Temple-affiliated organization Al-Shifaa doesn’t think healthcare needs to come with a steep price.
The name of the organization, which means “the healing,” is exactly what president Taha Mur said Al-Shifaa sets out to do.
The group recently started a partnership with a Philadelphia outreach program named FeedPhilly to run Muslim-run health screening initiatives that serve underprivileged and homeless people in the city.
FeedPhilly is a social humanitarian project started by American Muslims for Hunger Relief that, according to its website, feeds about 700 to 1,000 underprivileged people in the area.
“It wasn’t until I volunteered at FeedPhilly one day and realized they attract the audience we were looking for – that’s when our partnership began,” Mur said.
Al-Shifaa, which previously worked with only medical students, is expanding to include students at Temple’s dental, pharmacy and podiatry schools, all of which will provide services in the community outreach program.
“Our goal is to provide them basic healthcare – to connect them to the healthcare community and health care services,” Mur said.
Mur said the group received funding from the School of Medicine after he spoke with staff members who were excited about the project.
Al-Shifaa provides a wide range of services at FeedPhilly’s monthly events to promote health.
“A person would just come for a hot meal but [they now have] the option for a full health screen as well,” said Kamil Amer, vice president of Al-Shifaa.

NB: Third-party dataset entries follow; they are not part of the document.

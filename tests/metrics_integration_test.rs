// tests/metrics_integration_test.rs

use approx::assert_abs_diff_eq;
use rand::rngs::StdRng;
use rand::SeedableRng;

use ucs_figures::data_analysis::calibration::{compute_calibration_metrics, sharpness};
use ucs_figures::data_analysis::synthetic::calibration_samples;
use ucs_figures::data_analysis::ucs::{
    fraction_at_or_above, recompute_ucs, ucs, ucs_batch, ucs_invariant_holds,
};
use ucs_figures::data_input::builtin::benchmark_records;

#[cfg(test)]
mod tests {
    use super::*;

    #[test]
    fn test_ucs_bounded_by_accuracy_over_grid() {
        for ai in 0..=10 {
            for ei in 0..=20 {
                let acc = ai as f64 / 10.0;
                let ent = ei as f64 / 10.0;
                for alpha in [0.0, 0.1, 0.3, 0.5] {
                    if alpha * ent > 1.0 {
                        continue;
                    }
                    let score = ucs(acc, ent, alpha).unwrap();
                    assert!((0.0..=acc + 1e-12).contains(&score), "acc={acc} ent={ent}");
                    assert!(ucs_invariant_holds(acc, ent, alpha));
                }
            }
        }
    }

    #[test]
    fn test_zero_entropy_or_alpha_keeps_accuracy() {
        assert_eq!(ucs(0.42, 0.0, 0.3).unwrap(), 0.42);
        assert_eq!(ucs(0.42, 1.7, 0.0).unwrap(), 0.42);
    }

    #[test]
    fn test_invalid_inputs_rejected() {
        assert!(ucs(1.2, 0.1, 0.3).is_err());
        assert!(ucs(0.5, -0.1, 0.3).is_err());
        assert!(ucs(0.5, 0.1, -0.3).is_err());
        assert!(ucs(f64::NAN, 0.1, 0.3).is_err());
        assert!(ucs_batch(&[(0.5, 0.2), (0.5, f64::INFINITY)], 0.3).is_err());
    }

    #[test]
    fn test_benchmark_ucs_close_to_reported() {
        let records = benchmark_records();
        let recomputed = recompute_ucs(&records, 0.3).unwrap();
        for (reported, fresh) in records.iter().zip(&recomputed) {
            // Reported scores are rounded to three decimals.
            assert_abs_diff_eq!(reported.ucs, fresh.ucs, epsilon = 0.02);
        }
    }

    #[test]
    fn test_emergent_fraction() {
        let scores = [0.1, 0.5, 0.7, 0.2];
        assert_eq!(fraction_at_or_above(&scores, 0.5), 0.5);
        assert_eq!(fraction_at_or_above(&[], 0.5), 0.0);
    }

    #[test]
    fn test_perfect_calibration_has_zero_ece() {
        // Every bin's accuracy equals its centre.
        let confidences = [0.05, 0.15, 0.25, 0.35, 0.45, 0.55, 0.65, 0.75, 0.85, 0.95];
        let summary = compute_calibration_metrics(&confidences, &confidences, 10).unwrap();
        assert_abs_diff_eq!(summary.ece, 0.0, epsilon = 1e-12);
        assert_abs_diff_eq!(summary.calibration_score(), 1.0, epsilon = 1e-12);
    }

    #[test]
    fn test_ece_and_counts_on_synthetic_samples() {
        let mut rng = StdRng::seed_from_u64(42);
        let (conf, acc) = calibration_samples(&mut rng, (8.0, 2.0), 0.8, 1000).unwrap();
        let summary = compute_calibration_metrics(&conf, &acc, 10).unwrap();
        assert!((0.0..=1.0).contains(&summary.ece));
        assert_eq!(summary.bins.counts.iter().sum::<usize>(), 1000);
        assert_eq!(summary.bins.total, 1000);
        let s = sharpness(&conf).unwrap();
        assert!(s > 0.7 && s < 0.9);
    }

    #[test]
    fn test_synthetic_samples_are_seeded() {
        let a = calibration_samples(&mut StdRng::seed_from_u64(42), (2.0, 5.0), 0.3, 50);
        let b = calibration_samples(&mut StdRng::seed_from_u64(42), (2.0, 5.0), 0.3, 50);
        assert_eq!(a, b);
    }
}

// tests/metrics_integration_test.rs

At events, medical students check vitals and blood pressure and give basic health care tips and education, while podiatry students focus on foot, hip and knee care. Pharmacy students educate patients on prescription and supplemental drugs and vitamins and dental students provide various dental services and give out toothpaste and toothbrushes.
“We always have one Temple [University Hospital physician] attending who comes to supervise and if we do find anything they’ll know exactly what to do,” said Salman Aziz, medical chair.

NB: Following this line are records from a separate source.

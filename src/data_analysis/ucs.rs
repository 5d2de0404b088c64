// src/data_analysis/ucs.rs

//! Uncertainty-aware Capability Score: `ucs = acc * (1 - alpha * ent)`.

use crate::data_input::records::MetricRecord;
use crate::error::{FigureError, Result};

/// UCS without input validation, for synthetic curves that may leave `[0, 1]`.
#[inline]
pub fn ucs_unchecked(acc: f64, ent: f64, alpha: f64) -> f64 {
    acc * (1.0 - alpha * ent)
}

/// Validated UCS.
///
/// `acc` must lie in `[0, 1]`, `ent` and `alpha` must be non-negative and all
/// three finite. When additionally `alpha * ent <= 1` the result satisfies
/// `0 <= ucs <= acc`.
pub fn ucs(acc: f64, ent: f64, alpha: f64) -> Result<f64> {
    if !acc.is_finite() || !(0.0..=1.0).contains(&acc) {
        return Err(FigureError::invalid("acc", acc, "must be a finite value in [0, 1]"));
    }
    if !ent.is_finite() || ent < 0.0 {
        return Err(FigureError::invalid("ent", ent, "must be finite and non-negative"));
    }
    if !alpha.is_finite() || alpha < 0.0 {
        return Err(FigureError::invalid("alpha", alpha, "must be finite and non-negative"));
    }
    Ok(ucs_unchecked(acc, ent, alpha))
}

/// UCS for each `(acc, ent)` pair; fails on the first invalid pair.
pub fn ucs_batch(pairs: &[(f64, f64)], alpha: f64) -> Result<Vec<f64>> {
    pairs.iter().map(|&(acc, ent)| ucs(acc, ent, alpha)).collect()
}

/// Whether the bound `0 <= ucs <= acc` is guaranteed for these inputs.
pub fn ucs_invariant_holds(acc: f64, ent: f64, alpha: f64) -> bool {
    (0.0..=1.0).contains(&acc) && ent >= 0.0 && alpha >= 0.0 && alpha * ent <= 1.0
}

/// Fraction of values at or above `tau`; `0.0` for an empty slice.
pub fn fraction_at_or_above(values: &[f64], tau: f64) -> f64 {
    if values.is_empty() {
        return 0.0;
    }
    let above = values.iter().filter(|&&v| v >= tau).count();
    above as f64 / values.len() as f64
}

/// Copies of `records` with `ucs` recomputed for `alpha`.
pub fn recompute_ucs(records: &[MetricRecord], alpha: f64) -> Result<Vec<MetricRecord>> {
    records
        .iter()
        .map(|r| {
            let mut out = r.clone();
            out.ucs = ucs(r.acc, r.ent, alpha)?;
            Ok(out)
        })
        .collect()
}

#[cfg(test)]
mod tests {
    use super::*;
    use approx::assert_abs_diff_eq;

    #[test]
    fn test_formula() {
        assert_abs_diff_eq!(ucs(0.65, 1.2, 0.3).unwrap(), 0.416, epsilon = 1e-12);
        assert_abs_diff_eq!(ucs(0.10, 0.30, 0.3).unwrap(), 0.091, epsilon = 1e-12);
    }

    #[test]
    fn test_identities() {
        assert_eq!(ucs(0.4, 0.0, 0.3).unwrap(), 0.4);
        assert_eq!(ucs(0.4, 1.7, 0.0).unwrap(), 0.4);
        assert_eq!(ucs(0.0, 1.0, 0.3).unwrap(), 0.0);
    }

    #[test]
    fn test_bound_holds_on_grid() {
        for ai in 0..=20 {
            for ei in 0..=20 {
                for alpha in [0.0, 0.3, 0.5, 1.0] {
                    let acc = ai as f64 / 20.0;
                    let ent = ei as f64 / 10.0;
                    if !ucs_invariant_holds(acc, ent, alpha) {
                        continue;
                    }
                    let u = ucs(acc, ent, alpha).unwrap();
                    assert!(u >= 0.0 && u <= acc + 1e-15, "acc={acc} ent={ent} alpha={alpha} ucs={u}");
                }
            }
        }
    }

    #[test]
    fn test_rejects_invalid_inputs() {
        assert!(ucs(1.1, 0.2, 0.3).is_err());
        assert!(ucs(-0.1, 0.2, 0.3).is_err());
        assert!(ucs(0.5, -0.2, 0.3).is_err());
        assert!(ucs(0.5, 0.2, -0.3).is_err());
        assert!(ucs(f64::NAN, 0.2, 0.3).is_err());
        assert!(ucs(0.5, f64::INFINITY, 0.3).is_err());
    }

    #[test]
    fn test_bound_can_fail_when_penalty_exceeds_one() {
        // alpha * ent > 1 drives the score negative.
        assert!(!ucs_invariant_holds(0.5, 4.0, 0.3));
        assert!(ucs(0.5, 4.0, 0.3).unwrap() < 0.0);
    }

    #[test]
    fn test_batch() {
        let scores = ucs_batch(&[(1.0, 0.5), (0.5, 1.0)], 0.3).unwrap();
        assert_abs_diff_eq!(scores[0], 0.85, epsilon = 1e-12);
        assert_abs_diff_eq!(scores[1], 0.35, epsilon = 1e-12);
        assert!(ucs_batch(&[(1.0, 0.5), (2.0, 0.1)], 0.3).is_err());
    }

    #[test]
    fn test_fraction_at_or_above() {
        let values = [0.9058, 0.0, 0.85, 0.64, 0.0];
        assert_abs_diff_eq!(fraction_at_or_above(&values, 0.5), 0.6, epsilon = 1e-12);
        assert_eq!(fraction_at_or_above(&values, 0.85), 0.4);
        assert_eq!(fraction_at_or_above(&[], 0.5), 0.0);
    }

    #[test]
    fn test_recompute_ucs() {
        let records = vec![MetricRecord::new("d", "m", 82.0, 0.5, 1.0, 0.0)];
        let out = recompute_ucs(&records, 0.5).unwrap();
        assert_abs_diff_eq!(out[0].ucs, 0.25, epsilon = 1e-12);
        assert_eq!(records[0].ucs, 0.0);
    }
}

// src/data_analysis/ucs.rs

Students also advise people on how to deal with simple health issues. Hamna Zafar, Al-Shifaa’s media outreach coordinator, said the screenings help people in small, but important ways.
“Helping them for one day for 30 minutes, it’s not going to change their health all around,” Zafar said. “But it might give them the initiative to see a primary care doctor regularly.”

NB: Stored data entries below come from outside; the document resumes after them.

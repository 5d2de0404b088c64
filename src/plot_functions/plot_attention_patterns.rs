// src/plot_functions/plot_attention_patterns.rs

use ndarray::Array2;
use tracing::debug;

use std::error::Error;

use crate::constants::{
    ATTENTION_EVOLUTION_FRAMES, ATTENTION_MATRIX_SIZE, FIGSIZE_ATTENTION_FRAME,
    FIGSIZE_ROW_OF_THREE,
};
use crate::data_analysis::synthetic::{
    attention_evolution_frame, attention_matrix, AttentionPattern,
};
use crate::figures::RenderContext;
use crate::plot_framework::{draw_panel_grid, draw_single_panel, Colormap, HeatmapPanel, Panel};

const STAGES: [(AttentionPattern, &str); 3] = [
    (AttentionPattern::Scattered, "(A) Pre-emergence\nScattered Attention"),
    (AttentionPattern::Transitional, "(B) Transitional\nFocusing Patterns"),
    (AttentionPattern::Structured, "(C) Post-emergence\nStructured Attention"),
];

fn attention_panel(title: &str, weights: Array2<f64>) -> HeatmapPanel {
    HeatmapPanel::new(title, weights, Colormap::YlOrRd)
        .axis_labels("Token Position", "Token Position")
        .value_range((0.0, 1.0))
}

/// Blend weight of evolution frame `index`, 0 for the first and 1 for the last.
fn frame_weight(index: usize, frames: usize) -> f64 {
    if frames <= 1 {
        1.0
    } else {
        index as f64 / (frames - 1) as f64
    }
}

/// Attention before, during and after emergence side by side, then frames
/// blending scattered into structured attention.
pub fn plot_attention_patterns(ctx: &RenderContext) -> Result<(), Box<dyn Error>> {
    let mut rng = ctx.rng();

    let mut panels: Vec<Option<Panel>> = STAGES
        .iter()
        .enumerate()
        .map(|(i, &(pattern, title))| {
            let weights = attention_matrix(&mut rng, pattern, ATTENTION_MATRIX_SIZE);
            let panel = attention_panel(title, weights);
            // One shared colorbar, on the right of the last stage.
            let panel = if i + 1 == STAGES.len() {
                panel.colorbar("Attention Weight")
            } else {
                panel
            };
            Some(Panel::Heatmap(panel))
        })
        .collect();
    draw_panel_grid(
        &ctx.output("attention_patterns.png"),
        None,
        (1, STAGES.len()),
        FIGSIZE_ROW_OF_THREE,
        ctx.dpi,
        |index| panels.get_mut(index).and_then(Option::take),
    )?;

    for i in 0..ATTENTION_EVOLUTION_FRAMES {
        let weight = frame_weight(i, ATTENTION_EVOLUTION_FRAMES);
        let weights = attention_evolution_frame(&mut rng, weight, ATTENTION_MATRIX_SIZE);
        let panel = HeatmapPanel::new(
            &format!("Attention Evolution: {:.0}%", weight * 100.0),
            weights,
            Colormap::YlOrRd,
        )
        .colorbar("");
        let path = ctx.output(&format!("attention_evolution_{i:02}.png"));
        draw_single_panel(&path, FIGSIZE_ATTENTION_FRAME, ctx.dpi, Panel::Heatmap(panel))?;
        debug!(frame = i, weight, path = %path.display(), "saved attention frame");
    }
    Ok(())
}


// src/plot_functions/plot_attention_patterns.rs
// src/plot_framework/three_d.rs

use ndarray::Array2;
use plotters::chart::{ChartBuilder, ChartContext};
use plotters::coord::ranged3d::Cartesian3d;
use plotters::coord::types::RangedCoordf64;
use plotters::element::{EmptyElement, Polygon, Text};
use plotters::prelude::BitMapBackend;
use plotters::style::colors::BLACK;
use plotters::style::text_anchor::{HPos, Pos, VPos};
use plotters::style::Color;

use std::error::Error;

use super::heatmap::draw_colorbar;
use super::legend::draw_legend_groups;
use super::line::format_linear_tick;
use super::{
    format_tick, split_title, valid_range, ColorScale, Colormap, LegendGroup, PlotArea,
    PointFill, Theme,
};
use crate::constants::{CHART_MARGIN_PX, COLORBAR_WIDTH_PX, MARKER_SIZE};
use crate::font_config::{FONT_AXIS_LABEL, FONT_CHART_TITLE, FONT_TICK_LABEL};

type Chart3d<'a, 'b> =
    ChartContext<'a, BitMapBackend<'b>, Cartesian3d<RangedCoordf64, RangedCoordf64, RangedCoordf64>>;

/// Camera angles in radians; pitch tilts the view down onto the x-y plane.
#[derive(Debug, Clone, Copy, PartialEq)]
pub struct View {
    pub yaw: f64,
    pub pitch: f64,
}

impl View {
    /// Elevation and azimuth in degrees.
    pub fn from_degrees(elevation: f64, azimuth: f64) -> Self {
        Self {
            yaw: azimuth.to_radians(),
            pitch: elevation.to_radians(),
        }
    }
}

impl Default for View {
    fn default() -> Self {
        View::from_degrees(30.0, 45.0)
    }
}

/// Axis titles and ranges shared by the 3D panels. `z` is the vertical axis.
#[derive(Debug, Clone)]
pub struct Axes3d {
    pub labels: [String; 3],
    pub ranges: [(f64, f64); 3],
}

impl Axes3d {
    pub fn new(labels: [&str; 3], ranges: [(f64, f64); 3]) -> Self {
        Self {
            labels: labels.map(str::to_string),
            ranges,
        }
    }

    fn valid(&self) -> bool {
        self.ranges.iter().all(|&r| valid_range(r))
    }
}

/// Surface `z = values[iy, ix]` over the grid `xs` by `ys`.
#[derive(Debug, Clone)]
pub struct SurfacePanel {
    pub title: String,
    pub axes: Axes3d,
    pub xs: Vec<f64>,
    pub ys: Vec<f64>,
    pub values: Array2<f64>,
    pub scale: ColorScale,
    pub opacity: f64,
    pub show_colorbar: bool,
    pub view: View,
}

impl SurfacePanel {
    pub fn new(
        title: &str,
        axes: Axes3d,
        xs: Vec<f64>,
        ys: Vec<f64>,
        values: Array2<f64>,
        scale: ColorScale,
    ) -> Self {
        Self {
            title: title.to_string(),
            axes,
            xs,
            ys,
            values,
            scale,
            opacity: 0.8,
            show_colorbar: true,
            view: View::default(),
        }
    }

    pub fn view(mut self, view: View) -> Self {
        self.view = view;
        self
    }

    /// Quads of the surface with the value used to colour each one.
    pub fn quads(&self) -> Vec<([(f64, f64, f64); 4], f64)> {
        let (ny, nx) = self.values.dim();
        if ny != self.ys.len() || nx != self.xs.len() {
            return Vec::new();
        }
        let mut quads = Vec::with_capacity(nx.saturating_sub(1) * ny.saturating_sub(1));
        for iy in 0..ny.saturating_sub(1) {
            for ix in 0..nx.saturating_sub(1) {
                let corner = |dy: usize, dx: usize| {
                    (self.xs[ix + dx], self.ys[iy + dy], self.values[[iy + dy, ix + dx]])
                };
                let corners = [corner(0, 0), corner(0, 1), corner(1, 1), corner(1, 0)];
                let mean = corners.iter().map(|c| c.2).sum::<f64>() / 4.0;
                quads.push((corners, mean));
            }
        }
        quads
    }

    pub(super) fn unavailable_reason(&self) -> Option<&'static str> {
        if self.quads().is_empty() {
            Some("No data points")
        } else if !self.axes.valid() || !valid_range(self.scale.range) {
            Some("Invalid ranges")
        } else {
            None
        }
    }
}

#[derive(Debug, Clone, Copy, PartialEq)]
pub struct Point3 {
    pub x: f64,
    pub y: f64,
    pub z: f64,
    pub fill: PointFill,
    /// Marker radius in points.
    pub size: f64,
    pub opacity: f64,
}

impl Point3 {
    pub fn new(x: f64, y: f64, z: f64, fill: PointFill) -> Self {
        Self {
            x,
            y,
            z,
            fill,
            size: MARKER_SIZE,
            opacity: 1.0,
        }
    }

    pub fn size(mut self, radius_pt: f64) -> Self {
        self.size = radius_pt;
        self
    }

    pub fn opacity(mut self, opacity: f64) -> Self {
        self.opacity = opacity;
        self
    }
}

#[derive(Debug, Clone)]
pub struct Scatter3dPanel {
    pub title: String,
    pub axes: Axes3d,
    pub points: Vec<Point3>,
    pub color_scale: Option<ColorScale>,
    pub show_colorbar: bool,
    pub legend_groups: Vec<LegendGroup>,
    pub view: View,
}

impl Scatter3dPanel {
    pub fn new(title: &str, axes: Axes3d) -> Self {
        Self {
            title: title.to_string(),
            axes,
            points: Vec::new(),
            color_scale: None,
            show_colorbar: false,
            legend_groups: Vec::new(),
            view: View::default(),
        }
    }

    pub fn points(mut self, points: impl IntoIterator<Item = Point3>) -> Self {
        self.points.extend(points);
        self
    }

    pub fn color_scale(mut self, scale: ColorScale, colorbar: bool) -> Self {
        self.color_scale = Some(scale);
        self.show_colorbar = colorbar;
        self
    }

    pub fn legend_group(mut self, group: LegendGroup) -> Self {
        self.legend_groups.push(group);
        self
    }

    pub fn view(mut self, view: View) -> Self {
        self.view = view;
        self
    }

    pub(super) fn unavailable_reason(&self) -> Option<&'static str> {
        if self.points.is_empty() {
            Some("No data points")
        } else if !self.axes.valid() {
            Some("Invalid ranges")
        } else {
            None
        }
    }
}

/// Data `(x, y, z)` with `z` up, in plotters' `(x, vertical, depth)` order.
fn to_plotters(p: (f64, f64, f64)) -> (f64, f64, f64) {
    (p.0, p.2, p.1)
}

/// Split off the colorbar strip when there is one.
fn with_colorbar<'a>(
    body: PlotArea<'a>,
    scale: Option<&ColorScale>,
    theme: &Theme,
) -> Result<PlotArea<'a>, Box<dyn Error>> {
    match scale {
        Some(scale) => {
            let width = body.get_pixel_range().0.len() as u32;
            let (main, bar) = body.split_horizontally(width.saturating_sub(theme.px(COLORBAR_WIDTH_PX)));
            draw_colorbar(&bar.margin(theme.px(40.0), theme.px(40.0), 0, 0), scale, theme)?;
            Ok(main)
        }
        None => Ok(body),
    }
}

fn build_chart<'a, 'b>(
    area: &'a PlotArea<'b>,
    axes: &Axes3d,
    view: View,
    theme: &Theme,
) -> Result<Chart3d<'a, 'b>, Box<dyn Error>> {
    let [x, y, z] = axes.ranges;
    let mut chart = ChartBuilder::on(area)
        .margin(theme.px(CHART_MARGIN_PX * 3.0))
        .build_cartesian_3d(x.0..x.1, z.0..z.1, y.0..y.1)?;
    chart.with_projection(|mut pb| {
        pb.yaw = view.yaw;
        pb.pitch = view.pitch;
        pb.scale = 0.8;
        pb.into_matrix()
    });

    let spans = [x.1 - x.0, y.1 - y.0, z.1 - z.0];
    let tick = |v: f64, span: f64| {
        if v.abs() >= 1e3 {
            format_tick(v)
        } else {
            format_linear_tick(v, span)
        }
    };
    chart
        .configure_axes()
        .light_grid_style(BLACK.mix(0.1))
        .max_light_lines(3)
        .label_style(FONT_TICK_LABEL.at(theme.dpi))
        .x_formatter(&|v| tick(*v, spans[0]))
        .y_formatter(&|v| tick(*v, spans[2]))
        .z_formatter(&|v| tick(*v, spans[1]))
        .draw()?;

    // Axis titles sit just outside the low edges of the box.
    let style = FONT_AXIS_LABEL
        .at(theme.dpi)
        .color(&BLACK)
        .pos(Pos::new(HPos::Center, VPos::Center));
    let pad = 0.25;
    let titles = [
        ((x.0 + x.1) / 2.0, y.0 - pad * spans[1], z.0),
        (x.1 + pad * spans[0], (y.0 + y.1) / 2.0, z.0),
        (x.0 - pad * spans[0], y.0, (z.0 + z.1) / 2.0),
    ];
    for (label, at) in axes.labels.iter().zip(titles) {
        chart.draw_series(std::iter::once(Text::new(
            label.clone(),
            to_plotters(at),
            style.clone(),
        )))?;
    }
    Ok(chart)
}

/// Indices of `points` ordered far to near, so nearer elements paint over.
fn far_to_near(chart: &Chart3d<'_, '_>, points: &[(f64, f64, f64)]) -> Vec<usize> {
    let coord = chart.as_coord_spec();
    let mut order: Vec<(usize, i32)> = points
        .iter()
        .enumerate()
        .map(|(i, &p)| {
            let (x, y, z) = to_plotters(p);
            (i, coord.projected_depth(&x, &y, &z))
        })
        .collect();
    order.sort_by(|a, b| b.1.cmp(&a.1));
    order.into_iter().map(|(i, _)| i).collect()
}

pub(super) fn draw_surface_panel(
    area: &PlotArea,
    panel: &SurfacePanel,
    theme: &Theme,
) -> Result<(), Box<dyn Error>> {
    let body = split_title(area, &panel.title, FONT_CHART_TITLE, theme)?;
    let scale = panel.show_colorbar.then_some(&panel.scale);
    let main = with_colorbar(body, scale, theme)?;
    let mut chart = build_chart(&main, &panel.axes, panel.view, theme)?;

    let quads = panel.quads();
    let centres: Vec<(f64, f64, f64)> = quads
        .iter()
        .map(|(c, _)| {
            let n = c.len() as f64;
            (
                c.iter().map(|p| p.0).sum::<f64>() / n,
                c.iter().map(|p| p.1).sum::<f64>() / n,
                c.iter().map(|p| p.2).sum::<f64>() / n,
            )
        })
        .collect();
    let order = far_to_near(&chart, &centres);
    chart.draw_series(order.into_iter().map(|i| {
        let (corners, value) = &quads[i];
        let fill = panel.scale.color(*value).mix(panel.opacity).filled();
        Polygon::new(corners.iter().map(|&c| to_plotters(c)).collect::<Vec<_>>(), fill)
    }))?;
    Ok(())
}

pub(super) fn draw_scatter3d_panel(
    area: &PlotArea,
    panel: &Scatter3dPanel,
    theme: &Theme,
) -> Result<(), Box<dyn Error>> {
    let body = split_title(area, &panel.title, FONT_CHART_TITLE, theme)?;
    let scale = panel.color_scale.as_ref().filter(|_| panel.show_colorbar);
    let main = with_colorbar(body, scale, theme)?;
    let mut chart = build_chart(&main, &panel.axes, panel.view, theme)?;

    let positions: Vec<(f64, f64, f64)> = panel.points.iter().map(|p| (p.x, p.y, p.z)).collect();
    let order = far_to_near(&chart, &positions);
    chart.draw_series(order.into_iter().map(|i| {
        let p = panel.points[i];
        let color = match (p.fill, &panel.color_scale) {
            (PointFill::Solid(c), _) => c,
            (PointFill::Mapped(v), Some(scale)) => scale.color(v),
            (PointFill::Mapped(v), None) => Colormap::Viridis.at(v),
        };
        let outline = super::Marker::Circle.vertices(theme.marker_radius(p.size));
        EmptyElement::at(to_plotters((p.x, p.y, p.z)))
            + Polygon::new(outline, color.mix(p.opacity).filled())
    }))?;

    if !panel.legend_groups.is_empty() {
        let width = main.get_pixel_range().0.len() as u32;
        let (_, corner) = main.split_horizontally(width * 7 / 10);
        draw_legend_groups(&corner, &panel.legend_groups, theme, false)?;
    }
    Ok(())
}

#[cfg(test)]
mod tests {
    use super::*;
    use ndarray::array;

    fn axes() -> Axes3d {
        Axes3d::new(["x", "y", "z"], [(0.0, 1.0), (0.0, 1.0), (0.0, 1.0)])
    }

    #[test]
    fn test_surface_quads_cover_grid() {
        let panel = SurfacePanel::new(
            "s",
            axes(),
            vec![0.0, 1.0, 2.0],
            vec![0.0, 1.0],
            array![[0.0, 0.2, 0.4], [0.6, 0.8, 1.0]],
            ColorScale::new(Colormap::Viridis, (0.0, 1.0), "v"),
        );
        let quads = panel.quads();
        assert_eq!(quads.len(), 2);
        assert_eq!(quads[0].0[0], (0.0, 0.0, 0.0));
        assert_eq!(quads[0].0[2], (1.0, 1.0, 0.8));
        assert!((quads[0].1 - 0.4).abs() < 1e-12);
    }

    #[test]
    fn test_mismatched_surface_is_unavailable() {
        let panel = SurfacePanel::new(
            "s",
            axes(),
            vec![0.0, 1.0],
            vec![0.0, 1.0],
            array![[0.0, 0.2, 0.4], [0.6, 0.8, 1.0]],
            ColorScale::new(Colormap::Viridis, (0.0, 1.0), "v"),
        );
        assert_eq!(panel.unavailable_reason(), Some("No data points"));
    }

    #[test]
    fn test_scatter3d_availability() {
        let empty = Scatter3dPanel::new("p", axes());
        assert_eq!(empty.unavailable_reason(), Some("No data points"));
        let flat = Scatter3dPanel::new(
            "p",
            Axes3d::new(["x", "y", "z"], [(0.0, 1.0), (1.0, 1.0), (0.0, 1.0)]),
        )
        .points([Point3::new(0.5, 0.5, 0.5, PointFill::Mapped(0.5))]);
        assert_eq!(flat.unavailable_reason(), Some("Invalid ranges"));
    }

    #[test]
    fn test_vertical_axis_is_data_z() {
        assert_eq!(to_plotters((1.0, 2.0, 3.0)), (1.0, 3.0, 2.0));
        let view = View::from_degrees(90.0, 180.0);
        assert!((view.pitch - std::f64::consts::FRAC_PI_2).abs() < 1e-12);
        assert!((view.yaw - std::f64::consts::PI).abs() < 1e-12);
    }
}

// src/plot_framework/three_d.rs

Expanding access to health care isn’t the groups only goal – Mur said members also want to “heal” the image of the Muslim community.
“Muslims in the media are represented by a fringe minority that really doesn’t portray the true values of Islam,” Mur said.
The organization wants to show first-hand what the true value of Islam is, Mur said, and what the Muslim community is all about.
While Al-Shifaa is representative of Muslim medical students, Mur said the group won’t exclude someone from another faith.
“I think a lot of our students tend to be Muslim because we are trying to do this in the face of Islam,” Zafar said. “We’re just trying show a different face of Islam – it tends to be Muslim students who are passionate about it.”
Al-Shifaa currently has 14 core members and a roster of about 40 other student-volunteers waiting to be a part of future screenings.
Mur said other Philadelphia medical schools, like Drexel and Thomas Jefferson University, reached out to the group in hope of joining their community efforts.
“We are attached to Temple, but we are [also] more inclusive of other schools,” Mur said.
The student health care organization has seen a lot of success so far, Mur said, estimating members have treated more than 100 patients. Al-Shifaa members plan on consistently partnering with FeedPhilly to provide screenings.
“One day we’re going to be the group that people come to for recognition,” Zafar said.